SOURCE RECORDS:
_ _ _ _

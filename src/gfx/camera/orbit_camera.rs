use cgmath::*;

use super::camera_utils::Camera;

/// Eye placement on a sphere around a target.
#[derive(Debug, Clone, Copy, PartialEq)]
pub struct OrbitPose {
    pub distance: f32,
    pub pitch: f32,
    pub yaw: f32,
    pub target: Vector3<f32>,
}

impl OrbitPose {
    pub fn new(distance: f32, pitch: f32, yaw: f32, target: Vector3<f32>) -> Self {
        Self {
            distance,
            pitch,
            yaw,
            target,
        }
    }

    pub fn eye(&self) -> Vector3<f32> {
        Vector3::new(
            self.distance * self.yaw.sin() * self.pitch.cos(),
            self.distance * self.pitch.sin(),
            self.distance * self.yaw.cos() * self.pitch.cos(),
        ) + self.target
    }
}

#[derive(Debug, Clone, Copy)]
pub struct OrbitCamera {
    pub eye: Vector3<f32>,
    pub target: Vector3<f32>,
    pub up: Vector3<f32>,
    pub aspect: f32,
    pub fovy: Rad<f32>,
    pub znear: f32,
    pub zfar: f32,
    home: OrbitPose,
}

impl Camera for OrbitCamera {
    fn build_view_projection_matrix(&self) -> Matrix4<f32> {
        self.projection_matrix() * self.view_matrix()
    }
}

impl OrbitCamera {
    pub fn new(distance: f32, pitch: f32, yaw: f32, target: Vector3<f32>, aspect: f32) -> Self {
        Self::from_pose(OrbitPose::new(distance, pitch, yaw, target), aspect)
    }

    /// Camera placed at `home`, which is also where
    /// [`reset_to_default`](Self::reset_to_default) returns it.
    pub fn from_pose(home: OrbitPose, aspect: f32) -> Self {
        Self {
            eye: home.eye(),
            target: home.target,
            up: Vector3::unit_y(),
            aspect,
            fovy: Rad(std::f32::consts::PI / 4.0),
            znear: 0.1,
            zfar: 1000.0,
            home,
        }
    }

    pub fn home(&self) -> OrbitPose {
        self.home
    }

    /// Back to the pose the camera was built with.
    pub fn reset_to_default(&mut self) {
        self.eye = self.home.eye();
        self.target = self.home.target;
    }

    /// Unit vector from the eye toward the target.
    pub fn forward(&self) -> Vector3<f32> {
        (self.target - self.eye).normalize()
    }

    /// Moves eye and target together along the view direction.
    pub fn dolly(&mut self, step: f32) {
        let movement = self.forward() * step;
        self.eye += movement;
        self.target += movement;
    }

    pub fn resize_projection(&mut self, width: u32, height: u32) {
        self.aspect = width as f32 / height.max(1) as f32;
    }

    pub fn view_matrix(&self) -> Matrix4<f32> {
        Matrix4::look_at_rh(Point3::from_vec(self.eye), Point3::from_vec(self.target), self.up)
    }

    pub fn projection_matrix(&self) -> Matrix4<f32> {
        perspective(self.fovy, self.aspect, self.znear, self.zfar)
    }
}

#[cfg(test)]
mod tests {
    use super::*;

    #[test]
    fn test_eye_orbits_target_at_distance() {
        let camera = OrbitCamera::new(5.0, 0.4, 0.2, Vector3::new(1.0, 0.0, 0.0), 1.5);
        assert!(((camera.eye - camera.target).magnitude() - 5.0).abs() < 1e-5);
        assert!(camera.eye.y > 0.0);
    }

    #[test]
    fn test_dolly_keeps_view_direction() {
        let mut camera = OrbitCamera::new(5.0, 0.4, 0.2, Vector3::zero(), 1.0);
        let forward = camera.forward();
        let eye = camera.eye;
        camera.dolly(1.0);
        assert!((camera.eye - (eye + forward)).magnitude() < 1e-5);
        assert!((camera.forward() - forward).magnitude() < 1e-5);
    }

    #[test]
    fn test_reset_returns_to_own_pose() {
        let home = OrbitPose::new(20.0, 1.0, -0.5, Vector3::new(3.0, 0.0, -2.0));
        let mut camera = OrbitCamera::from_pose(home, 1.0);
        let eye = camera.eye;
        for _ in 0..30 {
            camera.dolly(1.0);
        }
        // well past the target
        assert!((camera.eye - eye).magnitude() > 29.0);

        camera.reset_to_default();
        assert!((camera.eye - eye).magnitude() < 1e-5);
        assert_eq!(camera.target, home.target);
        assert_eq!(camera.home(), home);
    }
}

_ _ _ _

ASSIGNMENT:
The material is to be written out again in full, with no word altered.

SOLUTION FOR THIS EXERCISE:
filename src/gfx/camera/orbit_camera.rs
use cgmath::*;

use super::camera_utils::Camera;

/// Eye placement on a sphere around a target.
#[derive(Debug, Clone, Copy, PartialEq)]
pub struct OrbitPose {
    pub distance: f32,
    pub pitch: f32,
    pub yaw: f32,
    pub target: Vector3<f32>,
}

impl OrbitPose {
    pub fn new(distance: f32, pitch: f32, yaw: f32, target: Vector3<f32>) -> Self {
        Self {
            distance,
            pitch,
            yaw,
            target,
        }
    }

    pub fn eye(&self) -> Vector3<f32> {
        Vector3::new(
            self.distance * self.yaw.sin() * self.pitch.cos(),
            self.distance * self.pitch.sin(),
            self.distance * self.yaw.cos() * self.pitch.cos(),
        ) + self.target
    }
}

#[derive(Debug, Clone, Copy)]
pub struct OrbitCamera {
    pub eye: Vector3<f32>,
    pub target: Vector3<f32>,
    pub up: Vector3<f32>,
    pub aspect: f32,
    pub fovy: Rad<f32>,
    pub znear: f32,
    pub zfar: f32,
    home: OrbitPose,
}

impl Camera for OrbitCamera {
    fn build_view_projection_matrix(&self) -> Matrix4<f32> {
        self.projection_matrix() * self.view_matrix()
    }
}

impl OrbitCamera {
    pub fn new(distance: f32, pitch: f32, yaw: f32, target: Vector3<f32>, aspect: f32) -> Self {
        Self::from_pose(OrbitPose::new(distance, pitch, yaw, target), aspect)
    }

    /// Camera placed at `home`, which is also where
    /// [`reset_to_default`](Self::reset_to_default) returns it.
    pub fn from_pose(home: OrbitPose, aspect: f32) -> Self {
        Self {
            eye: home.eye(),
            target: home.target,
            up: Vector3::unit_y(),
            aspect,
            fovy: Rad(std::f32::consts::PI / 4.0),
            znear: 0.1,
            zfar: 1000.0,
            home,
        }
    }

    pub fn home(&self) -> OrbitPose {
        self.home
    }

    /// Back to the pose the camera was built with.
    pub fn reset_to_default(&mut self) {
        self.eye = self.home.eye();
        self.target = self.home.target;
    }

    /// Unit vector from the eye toward the target.
    pub fn forward(&self) -> Vector3<f32> {
        (self.target - self.eye).normalize()
    }

    /// Moves eye and target together along the view direction.
    pub fn dolly(&mut self, step: f32) {
        let movement = self.forward() * step;
        self.eye += movement;
        self.target += movement;
    }

    pub fn resize_projection(&mut self, width: u32, height: u32) {
        self.aspect = width as f32 / height.max(1) as f32;
    }

    pub fn view_matrix(&self) -> Matrix4<f32> {
        Matrix4::look_at_rh(Point3::from_vec(self.eye), Point3::from_vec(self.target), self.up)
    }

    pub fn projection_matrix(&self) -> Matrix4<f32> {
        perspective(self.fovy, self.aspect, self.znear, self.zfar)
    }
}

#[cfg(test)]
mod tests {
    use super::*;

    #[test]
    fn test_eye_orbits_target_at_distance() {
        let camera = OrbitCamera::new(5.0, 0.4, 0.2, Vector3::new(1.0, 0.0, 0.0), 1.5);
        assert!(((camera.eye - camera.target).magnitude() - 5.0).abs() < 1e-5);
        assert!(camera.eye.y > 0.0);
    }

    #[test]
    fn test_dolly_keeps_view_direction() {
        let mut camera = OrbitCamera::new(5.0, 0.4, 0.2, Vector3::zero(), 1.0);
        let forward = camera.forward();
        let eye = camera.eye;
        camera.dolly(1.0);
        assert!((camera.eye - (eye + forward)).magnitude() < 1e-5);
        assert!((camera.forward() - forward).magnitude() < 1e-5);
    }

    #[test]
    fn test_reset_returns_to_own_pose() {
        let home = OrbitPose::new(20.0, 1.0, -0.5, Vector3::new(3.0, 0.0, -2.0));
        let mut camera = OrbitCamera::from_pose(home, 1.0);
        let eye = camera.eye;
        for _ in 0..30 {
            camera.dolly(1.0);
        }
        // well past the target
        assert!((camera.eye - eye).magnitude() > 29.0);

        camera.reset_to_default();
        assert!((camera.eye - eye).magnitude() < 1e-5);
        assert_eq!(camera.target, home.target);
        assert_eq!(camera.home(), home);
    }
}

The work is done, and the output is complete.